#### [Data section]
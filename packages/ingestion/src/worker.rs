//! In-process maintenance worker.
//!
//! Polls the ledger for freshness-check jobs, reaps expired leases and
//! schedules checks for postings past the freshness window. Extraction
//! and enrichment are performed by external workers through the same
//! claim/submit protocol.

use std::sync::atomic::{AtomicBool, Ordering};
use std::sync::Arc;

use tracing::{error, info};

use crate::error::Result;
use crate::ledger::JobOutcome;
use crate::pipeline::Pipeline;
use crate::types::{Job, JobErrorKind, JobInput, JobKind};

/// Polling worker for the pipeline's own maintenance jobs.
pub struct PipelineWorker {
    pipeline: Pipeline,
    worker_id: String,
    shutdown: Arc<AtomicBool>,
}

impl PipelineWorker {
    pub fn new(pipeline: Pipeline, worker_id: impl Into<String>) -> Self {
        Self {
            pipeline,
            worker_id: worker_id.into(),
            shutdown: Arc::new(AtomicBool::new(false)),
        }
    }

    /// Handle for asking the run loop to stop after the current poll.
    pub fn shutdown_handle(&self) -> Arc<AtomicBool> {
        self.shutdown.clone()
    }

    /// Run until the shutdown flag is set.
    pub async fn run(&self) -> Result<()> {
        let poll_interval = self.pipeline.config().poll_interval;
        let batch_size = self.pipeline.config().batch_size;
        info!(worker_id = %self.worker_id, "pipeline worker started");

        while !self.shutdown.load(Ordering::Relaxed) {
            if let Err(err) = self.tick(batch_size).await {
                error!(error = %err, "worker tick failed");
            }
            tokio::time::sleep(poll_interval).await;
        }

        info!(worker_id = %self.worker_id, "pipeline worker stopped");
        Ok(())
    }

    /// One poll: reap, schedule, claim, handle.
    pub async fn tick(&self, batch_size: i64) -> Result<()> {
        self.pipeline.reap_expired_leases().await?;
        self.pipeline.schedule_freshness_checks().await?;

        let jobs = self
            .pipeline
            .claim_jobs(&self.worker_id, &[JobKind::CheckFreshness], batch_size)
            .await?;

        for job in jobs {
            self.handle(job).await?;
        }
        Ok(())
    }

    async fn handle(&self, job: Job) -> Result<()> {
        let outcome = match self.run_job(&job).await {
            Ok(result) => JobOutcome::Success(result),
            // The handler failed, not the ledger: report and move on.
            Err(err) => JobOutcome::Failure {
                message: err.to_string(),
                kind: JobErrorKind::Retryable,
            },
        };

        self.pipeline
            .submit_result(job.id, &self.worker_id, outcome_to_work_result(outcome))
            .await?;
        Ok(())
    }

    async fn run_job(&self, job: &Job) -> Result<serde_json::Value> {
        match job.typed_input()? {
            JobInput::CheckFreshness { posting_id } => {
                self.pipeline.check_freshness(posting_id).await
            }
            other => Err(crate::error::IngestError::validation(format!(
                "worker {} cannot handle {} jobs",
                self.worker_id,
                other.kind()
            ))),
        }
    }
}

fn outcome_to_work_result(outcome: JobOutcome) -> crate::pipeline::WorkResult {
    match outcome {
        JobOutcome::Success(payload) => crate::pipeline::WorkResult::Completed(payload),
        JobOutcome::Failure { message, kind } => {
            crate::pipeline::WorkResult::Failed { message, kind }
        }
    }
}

--

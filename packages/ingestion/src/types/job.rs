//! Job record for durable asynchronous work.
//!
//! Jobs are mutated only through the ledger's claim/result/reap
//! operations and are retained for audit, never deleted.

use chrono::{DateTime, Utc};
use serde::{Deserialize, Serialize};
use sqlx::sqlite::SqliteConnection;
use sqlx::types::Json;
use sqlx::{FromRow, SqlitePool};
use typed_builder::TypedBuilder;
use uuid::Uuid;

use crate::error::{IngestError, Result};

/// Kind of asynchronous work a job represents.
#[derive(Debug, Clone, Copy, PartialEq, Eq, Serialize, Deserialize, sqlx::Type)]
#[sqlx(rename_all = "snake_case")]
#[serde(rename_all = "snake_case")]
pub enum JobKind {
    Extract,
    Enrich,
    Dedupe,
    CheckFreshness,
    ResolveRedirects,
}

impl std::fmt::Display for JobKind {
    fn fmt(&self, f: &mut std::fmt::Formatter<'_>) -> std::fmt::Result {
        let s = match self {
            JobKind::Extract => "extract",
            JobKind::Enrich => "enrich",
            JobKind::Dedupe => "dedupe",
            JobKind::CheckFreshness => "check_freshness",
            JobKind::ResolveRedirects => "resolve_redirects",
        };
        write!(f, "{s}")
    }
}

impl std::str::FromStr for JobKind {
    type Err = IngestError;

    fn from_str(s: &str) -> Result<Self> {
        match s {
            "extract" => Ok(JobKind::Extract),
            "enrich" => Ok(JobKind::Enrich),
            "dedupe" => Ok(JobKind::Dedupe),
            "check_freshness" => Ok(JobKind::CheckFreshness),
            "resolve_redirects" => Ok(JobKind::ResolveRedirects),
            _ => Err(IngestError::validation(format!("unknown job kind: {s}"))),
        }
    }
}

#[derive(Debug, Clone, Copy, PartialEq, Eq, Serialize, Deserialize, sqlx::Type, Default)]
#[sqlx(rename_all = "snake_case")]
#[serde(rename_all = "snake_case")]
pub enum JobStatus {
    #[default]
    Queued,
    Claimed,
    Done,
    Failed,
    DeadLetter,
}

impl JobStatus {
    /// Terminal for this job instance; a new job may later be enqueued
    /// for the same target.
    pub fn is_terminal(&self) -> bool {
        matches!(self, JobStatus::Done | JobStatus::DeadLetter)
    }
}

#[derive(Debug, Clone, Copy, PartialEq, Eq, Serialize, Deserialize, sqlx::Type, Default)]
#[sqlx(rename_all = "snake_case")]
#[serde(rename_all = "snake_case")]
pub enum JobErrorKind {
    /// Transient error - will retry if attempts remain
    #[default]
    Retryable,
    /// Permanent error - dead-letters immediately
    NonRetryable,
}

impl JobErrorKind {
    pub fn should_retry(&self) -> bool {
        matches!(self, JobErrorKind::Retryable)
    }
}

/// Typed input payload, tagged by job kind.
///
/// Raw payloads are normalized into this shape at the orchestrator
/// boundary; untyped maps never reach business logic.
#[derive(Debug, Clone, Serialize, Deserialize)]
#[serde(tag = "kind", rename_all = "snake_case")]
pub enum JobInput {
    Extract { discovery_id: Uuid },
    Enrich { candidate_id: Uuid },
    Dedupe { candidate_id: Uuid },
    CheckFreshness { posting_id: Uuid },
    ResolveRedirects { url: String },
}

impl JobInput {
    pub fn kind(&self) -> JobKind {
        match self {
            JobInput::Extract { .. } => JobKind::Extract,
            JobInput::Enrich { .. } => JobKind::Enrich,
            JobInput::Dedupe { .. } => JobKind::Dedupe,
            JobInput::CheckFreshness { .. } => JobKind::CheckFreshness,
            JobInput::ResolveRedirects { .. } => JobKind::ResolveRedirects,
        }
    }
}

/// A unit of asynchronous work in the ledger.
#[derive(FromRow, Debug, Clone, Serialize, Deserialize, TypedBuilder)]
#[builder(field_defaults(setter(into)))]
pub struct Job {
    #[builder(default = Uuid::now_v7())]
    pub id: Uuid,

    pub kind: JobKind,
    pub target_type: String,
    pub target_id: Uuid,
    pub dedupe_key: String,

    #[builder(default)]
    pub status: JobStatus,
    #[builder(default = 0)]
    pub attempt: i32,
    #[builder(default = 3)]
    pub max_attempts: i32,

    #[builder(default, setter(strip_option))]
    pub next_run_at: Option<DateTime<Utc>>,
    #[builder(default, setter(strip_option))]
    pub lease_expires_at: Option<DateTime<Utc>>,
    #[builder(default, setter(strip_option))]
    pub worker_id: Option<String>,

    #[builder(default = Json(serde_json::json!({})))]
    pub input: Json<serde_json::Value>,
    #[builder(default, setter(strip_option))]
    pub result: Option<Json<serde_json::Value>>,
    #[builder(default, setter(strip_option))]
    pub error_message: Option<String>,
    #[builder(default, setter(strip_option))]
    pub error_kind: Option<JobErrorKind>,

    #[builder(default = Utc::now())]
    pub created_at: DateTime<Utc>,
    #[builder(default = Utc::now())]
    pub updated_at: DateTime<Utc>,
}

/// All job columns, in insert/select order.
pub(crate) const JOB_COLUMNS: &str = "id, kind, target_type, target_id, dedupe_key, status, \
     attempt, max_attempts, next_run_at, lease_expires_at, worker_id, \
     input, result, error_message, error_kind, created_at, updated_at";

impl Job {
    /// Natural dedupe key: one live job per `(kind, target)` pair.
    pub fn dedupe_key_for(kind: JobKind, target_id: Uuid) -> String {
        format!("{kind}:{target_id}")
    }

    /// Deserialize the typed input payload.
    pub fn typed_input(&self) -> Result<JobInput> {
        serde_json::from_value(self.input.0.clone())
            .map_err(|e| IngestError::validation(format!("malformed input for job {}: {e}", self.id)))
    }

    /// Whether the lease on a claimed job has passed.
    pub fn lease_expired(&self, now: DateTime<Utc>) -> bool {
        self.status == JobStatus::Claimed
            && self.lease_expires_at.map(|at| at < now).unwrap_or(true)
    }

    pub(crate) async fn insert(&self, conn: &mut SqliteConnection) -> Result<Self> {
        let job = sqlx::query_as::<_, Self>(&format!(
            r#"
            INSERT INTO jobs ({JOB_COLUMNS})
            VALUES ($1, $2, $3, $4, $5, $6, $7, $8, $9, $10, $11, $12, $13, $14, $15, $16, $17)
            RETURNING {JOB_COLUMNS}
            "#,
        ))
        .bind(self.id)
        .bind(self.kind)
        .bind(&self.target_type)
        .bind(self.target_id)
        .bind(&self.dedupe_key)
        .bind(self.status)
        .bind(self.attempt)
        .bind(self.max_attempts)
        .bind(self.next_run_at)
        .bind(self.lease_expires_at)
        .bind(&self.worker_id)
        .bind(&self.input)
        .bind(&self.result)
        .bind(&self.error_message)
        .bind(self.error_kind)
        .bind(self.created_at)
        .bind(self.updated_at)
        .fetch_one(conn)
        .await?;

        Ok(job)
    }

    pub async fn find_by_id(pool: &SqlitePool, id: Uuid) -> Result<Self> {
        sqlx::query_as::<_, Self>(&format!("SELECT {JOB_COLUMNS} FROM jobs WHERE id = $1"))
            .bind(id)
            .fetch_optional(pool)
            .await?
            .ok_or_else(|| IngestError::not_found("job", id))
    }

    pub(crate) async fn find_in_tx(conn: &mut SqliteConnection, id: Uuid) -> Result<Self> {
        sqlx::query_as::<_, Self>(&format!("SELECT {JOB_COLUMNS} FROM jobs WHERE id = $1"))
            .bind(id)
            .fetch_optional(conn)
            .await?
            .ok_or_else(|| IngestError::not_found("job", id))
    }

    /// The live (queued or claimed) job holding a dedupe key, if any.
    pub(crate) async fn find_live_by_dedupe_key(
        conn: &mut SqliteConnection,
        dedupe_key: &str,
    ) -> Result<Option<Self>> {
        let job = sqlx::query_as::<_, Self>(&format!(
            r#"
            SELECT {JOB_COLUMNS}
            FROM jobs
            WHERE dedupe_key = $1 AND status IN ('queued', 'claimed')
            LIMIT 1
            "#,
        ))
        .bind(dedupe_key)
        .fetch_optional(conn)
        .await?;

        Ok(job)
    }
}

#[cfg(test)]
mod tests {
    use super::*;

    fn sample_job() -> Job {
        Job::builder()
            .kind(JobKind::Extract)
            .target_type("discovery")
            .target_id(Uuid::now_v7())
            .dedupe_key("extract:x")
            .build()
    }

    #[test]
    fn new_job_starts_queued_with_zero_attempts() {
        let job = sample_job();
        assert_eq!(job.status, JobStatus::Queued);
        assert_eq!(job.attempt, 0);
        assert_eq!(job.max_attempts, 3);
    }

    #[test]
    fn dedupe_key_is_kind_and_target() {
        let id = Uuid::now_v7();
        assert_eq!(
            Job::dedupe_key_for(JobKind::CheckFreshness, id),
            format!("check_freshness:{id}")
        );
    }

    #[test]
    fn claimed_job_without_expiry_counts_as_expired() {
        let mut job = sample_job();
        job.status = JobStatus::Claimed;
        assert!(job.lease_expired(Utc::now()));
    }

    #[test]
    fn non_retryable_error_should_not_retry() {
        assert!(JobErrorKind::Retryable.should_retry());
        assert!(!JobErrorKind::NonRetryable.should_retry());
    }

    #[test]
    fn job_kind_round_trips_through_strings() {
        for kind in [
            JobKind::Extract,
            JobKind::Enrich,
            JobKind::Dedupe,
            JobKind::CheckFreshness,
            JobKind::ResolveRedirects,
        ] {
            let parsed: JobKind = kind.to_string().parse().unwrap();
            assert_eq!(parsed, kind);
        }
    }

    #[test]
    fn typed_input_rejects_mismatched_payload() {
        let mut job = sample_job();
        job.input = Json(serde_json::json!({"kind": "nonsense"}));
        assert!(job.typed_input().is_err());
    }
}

#### [Instructions for the task]
Go through the records line by line and count those that contain the string "Ordering". Answer with the count alone.

#### [Result below]
2